Dernier paramètre, le financement du reliquat : sur le cas type à Mello, le reste à charge d'un ménage très modeste ressort à 6 000 € après aide ANAH et prise en charge de l'accompagnement. Étalé sur quinze ans en éco-prêt à taux zéro, cela représente de l'ordre de 35 € par mois, à comparer aux 1 700 € d'économie annuelle attendue sur la facture d'énergie.
Ce que ces chiffres disent du potentiel : 366 diagnostics publiés pour 1 000 résidences principales, de l'ordre de 183 maisons individuelles, un bassin de travaux structuré autour de CC Thelloise. Ce volume ne préjuge d'aucune éligibilité individuelle : il indique seulement où se concentrent, à Mello, les situations où le scénario décrit sur cette page a le plus de chances d'être pertinent.
À la réception à Mello, le document déterminant est le constat de décence après travaux. Il conditionne le versement du solde de l'aide, dont le montant maximal atteint 32 000 € pour un ménage très modeste et 18 000 € pour un ménage intermédiaire sur l'assiette de 40 000 € HT.

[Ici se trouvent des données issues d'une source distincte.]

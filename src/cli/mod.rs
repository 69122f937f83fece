//! Command-line interface

pub mod config;
pub mod exec;

use std::path::PathBuf;

use clap::{Parser, Subcommand};

use crate::printer::PrintMode;
use crate::settings::{Settings, SettingsError};

/// Process exit codes
pub mod exit_codes {
    pub const SUCCESS: i32 = 0;
    pub const UNEXPECTED_FAILURE: i32 = 1;
    pub const BACKEND_INIT: i32 = 2;
    pub const PARSE_ERROR: i32 = 3;
    pub const COMMAND_FAILED: i32 = 4;
}

/// osqsh - interactive shell for distributed osquery queries
#[derive(Parser, Debug)]
#[command(name = "osqsh", version, about, long_about = None)]
pub struct Cli {
    #[command(subcommand)]
    pub command: Option<Commands>,

    /// Settings file (JSON, or TOML when the name ends in .toml)
    #[arg(long, global = true, env = "OSQSH_CONFIG")]
    pub config: Option<PathBuf>,

    /// Backend driver: memory, goserver or osqueryi
    #[arg(long, global = true)]
    pub driver: Option<String>,

    /// Print mode for query results
    #[arg(long, global = true, value_enum)]
    pub mode: Option<PrintMode>,

    /// Enable debug logging
    #[arg(short, long, global = true)]
    pub verbose: bool,

    /// Emit logs as JSON
    #[arg(long, global = true)]
    pub json_output: bool,
}

#[derive(Subcommand, Debug)]
pub enum Commands {
    /// Run shell lines without an interactive prompt
    Exec(exec::ExecArgs),

    /// Inspect or create the settings file
    Config(config::ConfigArgs),
}

impl Cli {
    /// Load settings and apply command-line overrides
    pub fn settings(&self) -> Result<Settings, SettingsError> {
        let mut settings = Settings::load(self.config.as_deref())?;
        if let Some(driver) = &self.driver {
            settings.api_driver = driver.clone();
        }
        if let Some(mode) = self.mode {
            settings.print_mode = mode;
        }
        Ok(settings)
    }
}
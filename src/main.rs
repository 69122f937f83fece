//! osqsh - interactive shell for distributed osquery queries
//!
//! This binary provides:
//! - An interactive prompt with aliases, tab completion and several connected hosts
//! - `osqsh exec` for running shell lines from scripts
//! - Pluggable backend drivers (in-memory demo fleet, goquery test server, local osqueryi)

mod aliases;
mod backends;
mod cli;
mod commands;
mod core;
mod history;
mod logging;
mod printer;
mod query;
mod repl;
mod router;
mod session;
mod settings;

use clap::Parser;
use cli::exec::{ExecArgs, ScriptFailed};
use cli::{exit_codes, Cli, Commands};
use history::FileHistory;
use router::Router;
use session::Session;
use settings::{Settings, SettingsError};

fn main() {
    std::process::exit(run());
}

fn run() -> i32 {
    let cli = Cli::parse();

    let settings = cli.settings();
    let debug = settings.as_ref().is_ok_and(|s| s.debug_enabled);

    // Initialize logging
    if let Err(e) = logging::init(cli.verbose || debug, cli.json_output) {
        eprintln!("Failed to initialize logging: {}", e);
        return exit_codes::UNEXPECTED_FAILURE;
    }

    let command = match cli.command {
        Some(Commands::Config(args)) => {
            // works even when the current file does not parse
            return match cli::config::run(args, cli.config.as_deref(), &mut std::io::stdout()) {
                Ok(()) => exit_codes::SUCCESS,
                Err(e) => {
                    eprintln!("Error: {}", e);
                    categorize_error(&e)
                }
            };
        }
        Some(Commands::Exec(args)) => Some(args),
        None => None,
    };

    let settings = match settings {
        Ok(settings) => settings,
        Err(e) => {
            eprintln!("Error: {}", e);
            return match e {
                SettingsError::Parse { .. } => exit_codes::PARSE_ERROR,
                _ => exit_codes::UNEXPECTED_FAILURE,
            };
        }
    };

    // Create tokio runtime for the shell
    let rt = match tokio::runtime::Runtime::new() {
        Ok(rt) => rt,
        Err(e) => {
            eprintln!("Failed to create runtime: {}", e);
            return exit_codes::UNEXPECTED_FAILURE;
        }
    };

    rt.block_on(start(command, settings))
}

async fn start(exec: Option<ExecArgs>, settings: Settings) -> i32 {
    let backend = match backends::create_backend(&settings) {
        Ok(backend) => backend,
        Err(e) => {
            eprintln!(
                "Error: failed to initialize '{}' backend: {}",
                settings.api_driver, e
            );
            return exit_codes::BACKEND_INIT;
        }
    };

    let history_path = settings.history_path();
    let mut session = Session::new(backend, settings);
    if session.settings().debug_enabled {
        eprint!("{}", startup_summary(&session));
    }
    let router = Router::new();

    let result = match exec {
        Some(args) => cli::exec::run(args, &router, &mut session).await,
        None => {
            match history_path {
                Some(path) => session = session.with_history(Box::new(FileHistory::new(path))),
                None => tracing::warn!("no history file location, history is not saved"),
            }
            repl::run(&router, &mut session).await
        }
    };

    match result {
        Ok(()) => exit_codes::SUCCESS,
        Err(e) => {
            // scripted failures were already printed by the router
            if e.downcast_ref::<ScriptFailed>().is_none() {
                eprintln!("Error: {}", e);
            }
            categorize_error(&e)
        }
    }
}

fn startup_summary(session: &Session) -> String {
    format!(
        "Print mode: {}\nAliases: {} ({} rejected)\nBackend driver: {}\n",
        session.print_mode(),
        session.aliases().len(),
        session.rejected_aliases().len(),
        session.settings().api_driver
    )
}

/// Categorize an error into the appropriate exit code
fn categorize_error(e: &anyhow::Error) -> i32 {
    if e.downcast_ref::<ScriptFailed>().is_some() {
        return exit_codes::COMMAND_FAILED;
    }
    if let Some(SettingsError::Parse { .. }) = e.downcast_ref::<SettingsError>() {
        return exit_codes::PARSE_ERROR;
    }

    let msg = e.to_string().to_lowercase();
    if msg.contains("parse") || msg.contains("invalid") {
        exit_codes::PARSE_ERROR
    } else {
        exit_codes::UNEXPECTED_FAILURE
    }
}

#[cfg(test)]
mod tests {
    use super::*;
    use std::path::PathBuf;

    #[test]
    fn test_categorize_error() {
        let failed = anyhow::Error::from(ScriptFailed { failed: 2 });
        assert_eq!(categorize_error(&failed), exit_codes::COMMAND_FAILED);

        let parse = anyhow::Error::from(SettingsError::Parse {
            path: PathBuf::from("config.json"),
            message: "expected value".to_string(),
        });
        assert_eq!(categorize_error(&parse), exit_codes::PARSE_ERROR);

        let other = anyhow::anyhow!("disk full");
        assert_eq!(categorize_error(&other), exit_codes::UNEXPECTED_FAILURE);
    }

    #[test]
    fn test_startup_summary_counts_rejected_aliases() {
        let mut settings = Settings {
            debug_enabled: true,
            ..Settings::default()
        };
        settings.aliases.insert(
            "bad name".to_string(),
            aliases::Alias::new("bad name", ".hosts"),
        );
        let session = Session::new(std::sync::Arc::new(backends::MemoryBackend::new()), settings);

        assert_eq!(
            startup_summary(&session),
            "Print mode: pretty\nAliases: 1 (1 rejected)\nBackend driver: memory\n"
        );
    }

    #[test]
    fn test_unknown_driver_fails_backend_init() {
        let settings = Settings {
            api_driver: "uptycs".to_string(),
            ..Settings::default()
        };
        let code = tokio_test::block_on(start(None, settings));
        assert_eq!(code, exit_codes::BACKEND_INIT);
    }
}
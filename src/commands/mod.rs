//! Built-in shell commands
//!
//! Every verb implements `Command` and is registered once in
//! `CommandTable::builtin`. Commands receive the raw input line and the
//! session; they never print their own errors, the router does.

mod connection;
mod navigation;
mod query;
mod shell;

use std::collections::BTreeMap;

use async_trait::async_trait;
use thiserror::Error;

use crate::aliases::AliasError;
use crate::core::{BackendError, Rows};
use crate::query::QueryError;
use crate::session::{Session, SessionError};

/// Errors reported at the command boundary as `"<verb>: <message>"`
#[derive(Debug, Error)]
pub enum CommandError {
    #[error("{0}")]
    Argument(String),

    #[error(transparent)]
    Alias(#[from] AliasError),

    #[error(transparent)]
    Session(#[from] SessionError),

    #[error(transparent)]
    Backend(#[from] BackendError),

    #[error("waiting cancelled for query {query_name}")]
    Cancelled { query_name: String, partial: Rows },

    #[error("unknown command")]
    UnknownCommand(String),

    #[error("output error: {0}")]
    Io(#[from] std::io::Error),
}

impl From<QueryError> for CommandError {
    fn from(e: QueryError) -> Self {
        match e {
            QueryError::Backend(e) => CommandError::Backend(e),
            QueryError::Cancelled {
                query_name,
                partial,
            } => CommandError::Cancelled {
                query_name,
                partial,
            },
        }
    }
}

/// A completion candidate
#[derive(Debug, Clone, PartialEq, Eq)]
pub struct Suggestion {
    pub text: String,
    pub description: String,
}

impl Suggestion {
    pub fn new(text: impl Into<String>, description: impl Into<String>) -> Self {
        Self {
            text: text.into(),
            description: description.into(),
        }
    }
}

/// A built-in verb
#[async_trait]
pub trait Command: Send + Sync {
    /// Verb typed at the prompt
    fn name(&self) -> &'static str;

    /// One-line description for `.help`
    fn help(&self) -> &'static str;

    async fn execute(&self, session: &mut Session, line: &str) -> Result<(), CommandError>;

    /// Completion candidates for the argument being typed
    fn suggest(&self, _session: &Session, _line: &str) -> Vec<Suggestion> {
        Vec::new()
    }
}

/// Static verb -> command lookup
pub struct CommandTable {
    commands: BTreeMap<&'static str, Box<dyn Command>>,
}

impl CommandTable {
    /// Table with every built-in verb
    pub fn builtin() -> Self {
        let mut table = Self {
            commands: BTreeMap::new(),
        };

        table.register(Box::new(connection::Connect));
        table.register(Box::new(connection::Disconnect));
        table.register(Box::new(connection::Hosts));
        table.register(Box::new(connection::Discover));
        table.register(Box::new(connection::Switch));
        table.register(Box::new(query::RunQuery));
        table.register(Box::new(query::Schedule));
        table.register(Box::new(query::Resume));
        table.register(Box::new(query::History));
        table.register(Box::new(query::Tables));
        table.register(Box::new(navigation::ChangeDirectory));
        table.register(Box::new(navigation::ListDirectory));
        table.register(Box::new(shell::AliasCommand));
        table.register(Box::new(shell::Mode));
        table.register(Box::new(shell::Clear));
        table.register(Box::new(shell::Exit));

        let mut topics: Vec<(&'static str, &'static str)> = table
            .commands
            .values()
            .map(|command| (command.name(), command.help()))
            .collect();
        topics.push((shell::HELP_NAME, shell::HELP_TEXT));
        topics.sort();
        table.register(Box::new(shell::Help::new(topics)));

        table
    }

    fn register(&mut self, command: Box<dyn Command>) {
        self.commands.insert(command.name(), command);
    }

    pub fn get(&self, verb: &str) -> Option<&dyn Command> {
        self.commands.get(verb).map(|command| command.as_ref())
    }

    pub fn iter(&self) -> impl Iterator<Item = &dyn Command> {
        self.commands.values().map(|command| command.as_ref())
    }
}

/// Everything after the verb, trimmed
pub(crate) fn arguments(line: &str) -> &str {
    let line = line.trim();
    match line.find(char::is_whitespace) {
        Some(index) => line[index..].trim(),
        None => "",
    }
}

/// UUID of the current host
pub(crate) fn current_uuid(session: &Session) -> Result<String, CommandError> {
    Ok(session.registry().current_host()?.uuid.clone())
}

/// Candidates from `options` that start with the partial argument
pub(crate) fn complete_from<I>(line: &str, options: I) -> Vec<Suggestion>
where
    I: IntoIterator<Item = Suggestion>,
{
    let partial = arguments(line);
    options
        .into_iter()
        .filter(|s| s.text.starts_with(partial))
        .collect()
}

À l'échelle intercommunale, à Mello relève de CC Thelloise. Les permanences France Rénov' de ce périmètre instruisent les demandes portant sur la remise à niveau d'un logement mis en location et recensent les aides locales cumulables, qui viennent en déduction du reste à charge calculé plus haut.
Deux classes ou trois, la différence est d'abord financière : 30 000 € HT contre 40 000 € HT d'assiette à Mello. Le logement loué pesant environ 2 914 500 €, il reste à comparer le coût du lot supplémentaire au gain d'aide obtenu en franchissant le palier.
Pourquoi la même solution ne se classe pas au même rang partout : à Mello relève de la zone H1a, dont la base conventionnelle atteint 250 kWh/m²/an. Le temps de retour de la remise à niveau d'un logement mis en location s'en trouve mécaniquement raccourci par rapport aux zones plus douces.
La part de propriétaires occupants — 67 % à Mello — dessine le volume de projets réellement engageables à court terme sur la remise à niveau d'un logement mis en location, soit environ 163 logements. Le reste du parc suppose un montage locatif, avec ses propres conditions d'éligibilité.
Coût complet plutôt que prix d'achat : 2 914 500 € pour la remise à niveau d'un logement mis en location à Mello, soit 145 725 € par an sur une durée d'usage de vingt ans, sous réserve que les critères de décence et un engagement de loyer maîtrisé soit tenu dans la durée. C'est cette valeur annualisée qui se compare à l'économie d'énergie.
Combien d'occupants, quels besoins : avec 2.47 personne(s) par résidence principale à Mello, les besoins d'eau chaude et de renouvellement d'air se déduisent directement. C'est sur cette base, et sur 115 m², que la remise à niveau d'un logement mis en location doit être dimensionné.